Vivemos rodeados de pessoas: timelines cheias, grupos ativos, notificações o tempo todo e, ainda assim, uma sensação profunda de solidão tem atravessado cada vez mais as relações humanas. É uma solidão diferente: não a de estar só fisicamente, mas a de não se sentir acompanhado por ninguém, mesmo com uma lista enorme de contatos.
No mundo digital, as conexões acontecem rápido demais. Puxamos assunto com facilidade, mas raramente com profundidade. Conversamos com muitos, mas nos revelamos para poucos. Aprendemos a nos apresentar como versões editadas de nós mesmos, adequadas, interessantes, performadas e, no processo, fomos desaprendendo a intimidade real: aquela que exige tempo, silêncio, vulnerabilidade e presença.
Na psicologia, falamos sobre como o vínculo precisa de continuidade para existir. Relação não se sustenta no fragmento, no recorte, na resposta curta. Relação é algo que se constrói no espaço entre duas presenças. E esse espaço tem sido consumido pela pressa.

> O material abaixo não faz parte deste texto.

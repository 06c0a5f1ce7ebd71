//! Template helper behaviour, exercised through an engine

use perfreport_core::report;
use perfreport_core::{Format, PartialFormat, ReportEngine, ReportError};
use serde_json::{json, Value};

fn engine() -> ReportEngine {
    let mut engine = ReportEngine::new().unwrap();
    report::install(&mut engine);
    engine
}

fn render_with(format: Format, source: &str, data: &Value) -> Result<String, ReportError> {
    let mut engine = engine();
    engine.register_partial("t", PartialFormat::All, source)?;
    engine.render("t", format, data)
}

fn text(source: &str) -> String {
    render_with(Format::Text, source, &context()).unwrap()
}

fn html(source: &str) -> String {
    render_with(Format::Html, source, &context()).unwrap()
}

fn context() -> Value {
    json!({
        "name": "world",
        "tpl": "Hello {{name}}",
        "rootTpl": "{{id}} of {{@root.name}}",
        "items": [{"id": "a", "size": 1}, {"id": "b", "size": 2}],
        "metricData": {
            "rss": {"value": "memory.rss", "displayName": "Resident memory", "units": "bytes"},
            "calls": {"value": "counts.calls"}
        },
        "data": {
            "memory": {"rss": 2048},
            "counts": {"calls": {"plain": {"value": 1}}}
        },
        "colorData": {
            "time": {"default": [0, 50, 50], "mpi": [240, 0, 0]}
        },
        "rows": [
            {"metricId": "rss", "group": "mem"}
        ]
    })
}

#[test]
fn test_number_formatting_helpers() {
    assert_eq!(text("{{number 5}}|{{number 12.34}}|{{number 234.9}}"), "5.00|12.3|235");
    assert_eq!(text("{{number \"x\"}}"), "not supported ");
    assert_eq!(text("{{preciseNumber 1.23456789}}"), "1.23457");
    assert_eq!(text("{{toFixed 0.125 2}}|{{toPrecision 123.456 4}}"), "0.13|123.5");
    assert_eq!(text("{{percent 12.345}}|{{percent 0.05}}"), "12.3|<0.1");
    assert_eq!(html("{{percent 0.05}}"), "&lt;0.1");
    assert_eq!(text("{{barWidth 150}}|{{barWidth 42}}"), "100|42");
}

#[test]
fn test_rounding_follows_exact_values() {
    assert_eq!(text("{{number 0.015}}|{{number 10.35}}"), "0.01|10.3");
    assert_eq!(text("{{toFixed 0.285 2}}|{{percent 0.35}}"), "0.28|0.3");
    assert_eq!(text("{{toPrecision 2.5 1}}|{{toPrecision 0.125 2}}"), "3|0.13");
    assert_eq!(text("{{preciseNumber 12345.25}}"), "12345.3");
}

#[test]
fn test_unit_helpers() {
    assert_eq!(text("{{siValue 1500000}} {{siUnits 1500000 units=\"bytes\"}}"), "1.5 MB");
    assert_eq!(text("{{iecValue 2048}} {{iecUnits 2048 symbol=\"B\"}}"), "2 kiB");
    assert_eq!(text("{{siUnits 12 units=\"bytes\"}}"), "bytes");
    assert_eq!(text("{{customUnits 1 \"calls/s\"}}|{{customUnits 2 \"calls/s\"}}"), "call/s|calls/s");
}

#[test]
fn test_layout_helpers() {
    assert_eq!(text("[{{padLeft \"ab\" 4}}]"), "[  ab]");
    assert_eq!(text("[{{#padRightBlock 4}}ab{{/padRightBlock}}]"), "[ab  ]");
    assert_eq!(text("[{{padRight \"abcdef\" 3}}]"), "[abc]");
    assert_eq!(text("{{csvEscape \"a,b\"}}"), "\"a,b\"");
    assert_eq!(text("{{percentToBar 50}}"), "|====|");
    assert_eq!(text("{{percentToBar 0}}"), "|");
}

#[test]
fn test_string_helpers() {
    assert_eq!(text("[{{#trimBlock}}  hi  {{/trimBlock}}]"), "[hi]");
    assert_eq!(text("[{{trimLeft \"  hi \"}}]"), "[hi ]");
    assert_eq!(text("[{{trim 5}}]|{{trimLeft true}}"), "[5]|true");
    assert_eq!(text("[{{#condenseSpace}} a \n  b {{/condenseSpace}}]"), "[a b]");
    assert_eq!(
        html("{{textToHtml \"a<b\"}}"),
        "<span style=\"white-space:pre-line\">a&lt;b</span>"
    );
    assert_eq!(text("{{wrappablePath \"a/b\"}}"), "a/b");
    assert_eq!(html("{{wrappablePath \"a/b\"}}"), "a/&#x200b;b");
}

#[test]
fn test_format_helpers() {
    assert_eq!(text("{{isHtml}}"), "false");
    assert_eq!(html("{{isHtml}}"), "true");
    assert_eq!(text("{{formatToMimeType \"all\"}}"), "text/x.perfreport-template");
    assert_eq!(text("{{formatToMimeType \"text\"}}"), "text/plain");
}

#[test]
fn test_logic_and_arithmetic_helpers() {
    assert_eq!(text("{{add 1 2}}|{{sub \"5\" 2}}|{{div 1 4}}"), "3|3|0.25");
    assert_eq!(text("{{#if (greater 3 2)}}yes{{/if}}{{#if (less 3 2)}}no{{/if}}"), "yes");
    assert_eq!(text("{{isEqual 1 \"1\"}}|{{isEqual 1 1}}"), "false|true");
    assert_eq!(text("{{isEqual 1}}|{{isEqual 1 1 2}}"), "false|true");
    assert_eq!(text("{{toBool \"false\"}}|{{toBool \"0\"}}|{{toBool \"x\"}}"), "false|false|true");
    assert_eq!(text("{{anyNotNull null 1}}|{{allNull null missing}}"), "true|true");
    assert_eq!(text("{{isOdd 3}}|{{isOdd 4}}"), "true|false");
}

#[test]
fn test_lookup_and_find() {
    assert_eq!(text("{{lookup data \"memory.rss\"}}"), "2048");
    assert_eq!(text("{{find items \"id\" \"b\" \"size\"}}"), "2");
    assert_eq!(text("[{{find items \"id\" \"z\" \"size\"}}]"), "[]");
}

#[test]
fn test_metric_helpers() {
    assert_eq!(text("{{lookupMetric \"rss\"}}|{{lookupMetric \"calls\"}}"), "2048|1");
    assert_eq!(text("{{lookupMetricDisplayName \"rss\"}}"), "Resident memory");
    assert_eq!(text("{{lookupMetricUnits \"rss\"}}"), "bytes");
    assert_eq!(text("[{{lookupMetricUnits \"calls\"}}]"), "[]");
    assert_eq!(
        text("{{#each (normaliseMetrics rows)}}{{metricId}}:{{noBar}}:{{value.mean}}{{/each}}"),
        "rss:true:2048.0"
    );
    assert_eq!(text("{{computeColor \"time.mpi\"}}"), "rgb(64, 64, 191)");
}

#[test]
fn test_make_id_is_unique_per_engine() {
    let mut engine = engine();
    engine
        .register_partial(
            "ids",
            PartialFormat::All,
            "{{#makeId}}Sec 1{{/makeId}} {{#makeId}}sec{{/makeId}}",
        )
        .unwrap();
    let rendered = engine.render("ids", Format::Text, &json!({})).unwrap();
    assert_eq!(rendered, "sec sec2");

    assert_eq!(engine.render("ids", Format::Text, &json!({})).unwrap(), "sec3 sec4");
    engine.reset_ids();
    assert_eq!(engine.render("ids", Format::Text, &json!({})).unwrap(), "sec sec2");
}

#[test]
fn test_eval_renders_template_values() {
    assert_eq!(text("{{eval tpl}}"), "Hello world");
    assert_eq!(text("{{eval tpl name=\"there\"}}"), "Hello there");
}

#[test]
fn test_eval_keeps_root_context() {
    assert_eq!(
        text("{{#each items}}{{eval @root.rootTpl}};{{/each}}"),
        "a of world;b of world;"
    );
}

#[test]
fn test_html_to_text_helper() {
    let data = json!({"fragment": "<p>a  b</p><br>c"});
    let rendered = render_with(Format::Text, "{{htmlToText fragment}}", &data).unwrap();
    assert_eq!(rendered, "a b\n\n\nc");

    let rendered = render_with(
        Format::Text,
        "{{htmlToText fragment collapseWhitespace=false}}",
        &data,
    )
    .unwrap();
    assert_eq!(rendered, "a  b\n\n\nc");

    let data = json!({"fragment": "<p>a<br/>b</p>c"});
    let rendered = render_with(Format::Text, "{{htmlToText fragment}}", &data).unwrap();
    assert_eq!(rendered, "a\nb\n\nc");
}

#[test]
fn test_helper_misuse_fails_render() {
    let err = render_with(Format::Text, "{{trim}}", &context()).unwrap_err();
    assert!(matches!(err, ReportError::Render(_)));
    assert!(err.to_string().contains("invalid usage of trim"));

    let err = render_with(Format::Text, "{{lookupMetric}}", &context()).unwrap_err();
    assert!(err.to_string().contains("lookupMetric requires one argument"));

    let err = render_with(Format::Text, "{{textToHtml 1}}", &context()).unwrap_err();
    assert!(err.to_string().contains("textToHtml expected string argument"));
}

O resultado? Muita interação e pouca relação. Muita comunicação e pouca troca. Muita exposição e pouca entrega. É comum ouvir pessoas dizendo que “falam com muita gente, mas não conseguem falar de si com quase ninguém”. E isso não é uma dificuldade pessoal, é um sintoma do tempo em que vivemos. Um tempo em que fomos condicionados a existir para o outro numa lógica de vitrine: mostrar, atualizar, parecer. E não sentir, perguntar, sustentar. As conversas ficam rasas porque estamos cansados demais, dispersos demais, acelerados demais. As relações ficam frágeis porque são construídas em pedacinhos de atenção. A intimidade fica difícil porque exige ritmo lento, e o ritmo lento já não cabe no cotidiano. Mas o corpo percebe. O psiquismo percebe. E a clínica escuta isso diariamente: pessoas exaustas de estar sempre conectadas, mas profundamente famintas por um encontro que realmente lhes toque.

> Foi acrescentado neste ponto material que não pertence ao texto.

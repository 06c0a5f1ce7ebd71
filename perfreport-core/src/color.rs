//! Hierarchical HSL color resolution
//!
//! A color table is a tree keyed by path segment. Leaves are HSL deltas
//! `[h, s, l]`; inner levels may carry a `"default"` delta. Resolving a
//! dotted class name such as `"cpu.vector"` adds up the deltas met along
//! the path.
//!
//! Global invariants enforced:
//! - Resolution never mutates the table; every merge yields a new triple
//! - Hue stays within [0, 360], saturation and lightness within [0, 100]
//! - Unresolvable names render as black

use crate::util::to_number_or_zero;
use serde_json::Value;
use std::collections::BTreeMap;
use std::fmt;

/// Hue (degrees), saturation and lightness (percent)
pub type Hsl = [f64; 3];

const DEFAULT_KEY: &str = "default";

/// One node of a color table
#[derive(Debug, Clone, PartialEq)]
pub enum ColorSpec {
    Hsl(Hsl),
    Group(BTreeMap<String, ColorSpec>),
}

impl ColorSpec {
    /// Build a color table from report JSON. Arrays become HSL triples
    /// (missing or non-numeric components are 0), objects become groups and
    /// anything else an empty group.
    pub fn from_value(value: &Value) -> ColorSpec {
        match value {
            Value::Array(items) => {
                let mut hsl = [0.0; 3];
                for (slot, item) in hsl.iter_mut().zip(items) {
                    *slot = to_number_or_zero(item);
                }
                ColorSpec::Hsl(hsl)
            }
            Value::Object(map) => ColorSpec::Group(
                map.iter()
                    .map(|(key, child)| (key.clone(), ColorSpec::from_value(child)))
                    .collect(),
            ),
            _ => ColorSpec::Group(BTreeMap::new()),
        }
    }

    pub fn get(&self, key: &str) -> Option<&ColorSpec> {
        match self {
            ColorSpec::Group(children) => children.get(key),
            ColorSpec::Hsl(_) => None,
        }
    }

    /// The `"default"` delta of a group, zero when there is none
    fn default_delta(&self) -> Hsl {
        match self.get(DEFAULT_KEY) {
            Some(ColorSpec::Hsl(hsl)) => *hsl,
            _ => [0.0; 3],
        }
    }

    /// Resolve a dotted class name to its composed HSL value
    pub fn resolve(&self, name: &str) -> Option<Hsl> {
        if let Some(ColorSpec::Hsl(hsl)) = self.get(name) {
            return Some(*hsl);
        }

        let mut color = [0.0; 3];
        let mut current = self;
        for segment in name.split('.') {
            current = current.get(segment)?;
            let delta = match current {
                ColorSpec::Hsl(hsl) => *hsl,
                ColorSpec::Group(_) => current.default_delta(),
            };
            color = merge_color(&color, &delta);
        }
        Some(color)
    }
}

/// An sRGB color as rendered into CSS
#[derive(Debug, Clone, Copy, PartialEq, Eq)]
pub struct Rgb(pub u8, pub u8, pub u8);

impl Rgb {
    pub const BLACK: Rgb = Rgb(0, 0, 0);
}

impl fmt::Display for Rgb {
    fn fmt(&self, f: &mut fmt::Formatter<'_>) -> fmt::Result {
        write!(f, "rgb({}, {}, {})", self.0, self.1, self.2)
    }
}

/// Add two HSL deltas, clamping the result to the valid ranges
pub fn merge_color(c1: &Hsl, c2: &Hsl) -> Hsl {
    [
        (c1[0] + c2[0]).clamp(0.0, 360.0),
        (c1[1] + c2[1]).clamp(0.0, 100.0),
        (c1[2] + c2[2]).clamp(0.0, 100.0),
    ]
}

/// Color for a class name, black when the name does not resolve
pub fn compute_color(color_data: Option<&ColorSpec>, name: &str) -> Rgb {
    color_data
        .and_then(|table| table.resolve(name))
        .map(|[h, s, l]| hsl_to_rgb(h / 360.0, s / 100.0, l / 100.0))
        .unwrap_or(Rgb::BLACK)
}

fn hue_to_rgb(p: f64, q: f64, t: f64) -> f64 {
    let mut t = t;
    if t < 0.0 {
        t += 1.0;
    }
    if t > 1.0 {
        t -= 1.0;
    }
    if t < 1.0 / 6.0 {
        p + (q - p) * 6.0 * t
    } else if t < 1.0 / 2.0 {
        q
    } else if t < 2.0 / 3.0 {
        p + (q - p) * (2.0 / 3.0 - t) * 6.0
    } else {
        p
    }
}

fn to_channel(v: f64) -> u8 {
    // single precision first, matching the browser-side chart colors
    let scaled = f64::from(v as f32) * 255.0;
    (scaled + 0.5).floor().clamp(0.0, 255.0) as u8
}

/// Convert HSL components in [0, 1] to RGB
pub fn hsl_to_rgb(h: f64, s: f64, l: f64) -> Rgb {
    let q = if l < 0.5 { l * (1.0 + s) } else { l + s - l * s };
    let p = 2.0 * l - q;
    Rgb(
        to_channel(hue_to_rgb(p, q, h + 1.0 / 3.0)),
        to_channel(hue_to_rgb(p, q, h)),
        to_channel(hue_to_rgb(p, q, h - 1.0 / 3.0)),
    )
}

/// CSS rules coloring every class named in a color table, both as text
/// color and as the background of bars
///
/// Nested levels inherit the merged defaults of their parents; a level's
/// own `"default"` entry styles the level's class name itself.
pub fn css_color_rules(color_data: &ColorSpec) -> Vec<String> {
    let mut rules = Vec::new();
    collect_rules(color_data, None, [0.0; 3], &mut rules);
    rules
}

fn collect_rules(spec: &ColorSpec, name: Option<&str>, inherited: Hsl, rules: &mut Vec<String>) {
    match spec {
        ColorSpec::Hsl(_) => {
            let Some(name) = name else {
                return;
            };
            let [h, s, l] = inherited;
            let rgb = hsl_to_rgb(h / 360.0, s / 100.0, l / 100.0);
            rules.push(format!("[class='{}'] {{ color : {}; }}", name, rgb));
            rules.push(format!(
                "[class='bar'] [class='{}'] {{ background-color : {}; }}",
                name, rgb
            ));
        }
        ColorSpec::Group(children) => {
            let base = merge_color(&inherited, &spec.default_delta());
            for (key, child) in children {
                if key == DEFAULT_KEY {
                    collect_rules(child, name, base, rules);
                    continue;
                }
                let child_name = match name {
                    Some(parent) => format!("{}.{}", parent, key),
                    None => key.clone(),
                };
                let delta = match child {
                    ColorSpec::Hsl(hsl) => *hsl,
                    ColorSpec::Group(_) => [0.0; 3],
                };
                collect_rules(child, Some(&child_name), merge_color(&base, &delta), rules);
            }
        }
    }
}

A solidão em alta velocidade nasce dessa contradição: quanto mais nos espalhamos pelas telas, menos nos concentramos em alguém. Quanto mais estamos disponíveis para todos, menos pertencemos a alguém. E não é uma crítica moral, é uma constatação. Somos seres gregários que precisam de profundidade, mas estamos vivendo em ambientes que só estimulam superfície.
Resgatar intimidade hoje é quase um ato contra o tempo. É escolher desacelerar numa era que confunde velocidade com valor. É permitir que a relação se estenda, se construa, se revele no ritmo que ela pede, não no ritmo que o digital impõe. É olhar para alguém de verdade, sem pressa de responder, sem medo de não performar, sem a necessidade constante de ser interessante.
E talvez essa seja uma das maiores potências da psicologia hoje: oferecer um espaço onde a intimidade ainda é possível. Onde o encontro não é rápido, nem reduzido a fragmentos, nem condicionado à performance. Onde existe tempo. Onde existe presença. Onde existe profundidade.
A solidão em alta velocidade só diminui quando recuperamos o direito de nos relacionar no ritmo do humano, não no ritmo da máquina. E, nesse movimento, descobrimos que estar acompanhado não tem a ver com quantidade de conexões, mas com a qualidade de um encontro.